2 - Tempus Fugit: No sábado Nisman pediu aos guarda-costas que fossem buscá-lo no domingo às 11:30. Os homens da Polícia Federal chegaram pontualmente e esperaram o promotor na calçada. Nisman não aparecia. Duas horas depois telefonaram ao promotor, que não atendia o telefone. Sem obter resposta, subiram até o décimo-terceiro andar e viram que os jornais estavam na porta do apartamento. Isto é, Nisman não os havia recolhido. Na sequência, às 14:00 horas telefonaram à secretária de Nisman, que os colocou em contato com a mãe do promotor.

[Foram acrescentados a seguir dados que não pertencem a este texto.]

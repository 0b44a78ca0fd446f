//! Log segment store trait.

use crate::backend::StorageBackend;
use crate::error::StorageResult;

/// An ordered collection of log segments, one per log version.
///
/// Versions are dense in normal operation but the store does not require it:
/// pruning removes old versions and recovery deletes versions past a
/// corruption point.
///
/// The store exclusively owns segment lifetimes. Handles returned by
/// [`SegmentStore::open`] and [`SegmentStore::create`] read and write the
/// segment's bytes but never outlive a recovery run.
pub trait SegmentStore: Send + Sync {
    /// Returns all existing versions in ascending order.
    ///
    /// # Errors
    ///
    /// Returns an error if the store cannot be listed.
    fn versions(&self) -> StorageResult<Vec<u64>>;

    /// Returns the lowest existing version.
    ///
    /// # Errors
    ///
    /// Returns an error if the store cannot be listed.
    fn lowest_version(&self) -> StorageResult<Option<u64>> {
        Ok(self.versions()?.first().copied())
    }

    /// Returns the highest existing version.
    ///
    /// # Errors
    ///
    /// Returns an error if the store cannot be listed.
    fn highest_version(&self) -> StorageResult<Option<u64>> {
        Ok(self.versions()?.last().copied())
    }

    /// Returns whether a segment exists for `version`.
    ///
    /// # Errors
    ///
    /// Returns an error if the store cannot be queried.
    fn contains(&self, version: u64) -> StorageResult<bool> {
        Ok(self.versions()?.contains(&version))
    }

    /// Opens an existing segment.
    ///
    /// # Errors
    ///
    /// Returns [`crate::StorageError::SegmentNotFound`] if the version is absent.
    fn open(&self, version: u64) -> StorageResult<Box<dyn StorageBackend>>;

    /// Creates a new, empty segment.
    ///
    /// # Errors
    ///
    /// Returns [`crate::StorageError::SegmentExists`] if the version is present.
    fn create(&self, version: u64) -> StorageResult<Box<dyn StorageBackend>>;

    /// Returns the size in bytes of a segment.
    ///
    /// # Errors
    ///
    /// Returns [`crate::StorageError::SegmentNotFound`] if the version is absent.
    fn segment_size(&self, version: u64) -> StorageResult<u64> {
        self.open(version)?.size()
    }

    /// Truncates a segment to `size` bytes and syncs it.
    ///
    /// # Errors
    ///
    /// Returns an error if the segment is absent or the truncation fails.
    fn truncate(&self, version: u64, size: u64) -> StorageResult<()> {
        let mut segment = self.open(version)?;
        segment.truncate(size)?;
        segment.sync()
    }

    /// Deletes a segment.
    ///
    /// # Errors
    ///
    /// Returns an error if the segment is absent or cannot be removed.
    fn delete(&self, version: u64) -> StorageResult<()>;

    /// Returns the file name used for a segment (also used in archives).
    fn segment_name(&self, version: u64) -> String;
}
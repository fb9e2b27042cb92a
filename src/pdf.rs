use std::path::Path;
use std::process::Command;

use crate::error::{RagError, Result};

/// Metadata fields a PDF can carry. `page_count` of -1 signals that
/// the document could not be loaded at all.
#[derive(Debug, Clone, Default, PartialEq, Eq)]
pub struct PdfMetadata {
    pub title: Option<String>,
    pub author: Option<String>,
    pub subject: Option<String>,
    pub keywords: Option<String>,
    pub creator: Option<String>,
    pub producer: Option<String>,
    pub page_count: i32,
}

/// Extracted document content: metadata plus one text per page, in
/// page order.
#[derive(Debug, Clone, Default)]
pub struct DocumentData {
    pub metadata: PdfMetadata,
    pub page_texts: Vec<String>,
}

impl DocumentData {
    pub fn load_failed(&self) -> bool {
        self.metadata.page_count < 0
    }

    fn failed() -> Self {
        Self {
            metadata: PdfMetadata {
                page_count: -1,
                ..PdfMetadata::default()
            },
            page_texts: Vec::new(),
        }
    }
}

/// Extracts per-page text and metadata from a PDF file.
///
/// A document the reader cannot load yields `page_count == -1` rather
/// than an error; errors are reserved for the extraction machinery
/// itself being unavailable. Extracted text is arbitrary UTF-8 and the
/// rest of the pipeline tolerates it as such.
pub trait PdfReader: Send + Sync {
    fn extract(&self, path: &Path) -> Result<DocumentData>;
}

/// Reader backed by the poppler command-line tools: `pdftotext` for
/// page text (pages are separated by form feeds) and `pdfinfo` for the
/// metadata block.
#[derive(Debug, Default)]
pub struct PopplerToolsReader;

impl PopplerToolsReader {
    fn run_pdfinfo(path: &Path) -> Result<Option<PdfMetadata>> {
        let output = Command::new("pdfinfo").arg(path).output().map_err(|e| {
            RagError::Io(std::io::Error::new(
                e.kind(),
                format!("failed to run pdfinfo (is poppler installed?): {e}"),
            ))
        })?;

        if !output.status.success() {
            tracing::warn!(
                path = %path.display(),
                stderr = %String::from_utf8_lossy(&output.stderr).trim(),
                "pdfinfo could not read the document"
            );
            return Ok(None);
        }

        let mut metadata = PdfMetadata::default();
        let stdout = String::from_utf8_lossy(&output.stdout);
        for line in stdout.lines() {
            let Some((key, value)) = line.split_once(':') else {
                continue;
            };
            let value = value.trim();
            if value.is_empty() {
                continue;
            }
            match key.trim() {
                "Title" => metadata.title = Some(value.to_string()),
                "Author" => metadata.author = Some(value.to_string()),
                "Subject" => metadata.subject = Some(value.to_string()),
                "Keywords" => metadata.keywords = Some(value.to_string()),
                "Creator" => metadata.creator = Some(value.to_string()),
                "Producer" => metadata.producer = Some(value.to_string()),
                "Pages" => metadata.page_count = value.parse().unwrap_or(0),
                _ => {}
            }
        }
        Ok(Some(metadata))
    }

    fn run_pdftotext(path: &Path) -> Result<Option<String>> {
        let output = Command::new("pdftotext")
            .arg("-layout")
            .arg("-enc")
            .arg("UTF-8")
            .arg(path)
            .arg("-")
            .output()
            .map_err(|e| {
                RagError::Io(std::io::Error::new(
                    e.kind(),
                    format!("failed to run pdftotext (is poppler installed?): {e}"),
                ))
            })?;

        if !output.status.success() {
            tracing::warn!(
                path = %path.display(),
                stderr = %String::from_utf8_lossy(&output.stderr).trim(),
                "pdftotext could not read the document"
            );
            return Ok(None);
        }
        Ok(Some(String::from_utf8_lossy(&output.stdout).into_owned()))
    }

    /// Splits `pdftotext` output on form feeds into per-page texts,
    /// sized to the page count when known.
    fn split_pages(text: &str, page_count: i32) -> Vec<String> {
        let mut pages: Vec<String> = text.split('\u{0c}').map(str::to_string).collect();
        // pdftotext terminates every page with a form feed, leaving a
        // trailing empty element.
        if pages.last().is_some_and(|p| p.is_empty()) {
            pages.pop();
        }
        if page_count > 0 {
            pages.resize(page_count as usize, String::new());
        }
        pages
    }
}

impl PdfReader for PopplerToolsReader {
    fn extract(&self, path: &Path) -> Result<DocumentData> {
        let Some(metadata) = Self::run_pdfinfo(path)? else {
            return Ok(DocumentData::failed());
        };
        let Some(text) = Self::run_pdftotext(path)? else {
            return Ok(DocumentData::failed());
        };

        let page_texts = Self::split_pages(&text, metadata.page_count);
        tracing::debug!(
            path = %path.display(),
            pages = page_texts.len(),
            chars = text.len(),
            "extracted PDF text"
        );
        Ok(DocumentData {
            metadata,
            page_texts,
        })
    }
}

Os guarda-costas deslocaram-se até o outro lado da cidade, no bairro de Núñez, para buscar a mãe de Nisman e leva-la até o apartamento com sua chave.

O horário da morte de Nisman, segundo os médicos legistas, foi às 15:00. Isto é: nesse período de telefonemas dos policiais o promotor ainda estava vivo.

A mãe de Nisman chegou com os policiais no prédio às 17:30. No entanto, subiram às 19:00. Na segunda-feira afirmaram que a porta dos fundos estava trancada por dentro e não puderam abri-la (a outra porta tinha um código eletrônico que ela não recordava). Não tentaram derrubar as duas portas.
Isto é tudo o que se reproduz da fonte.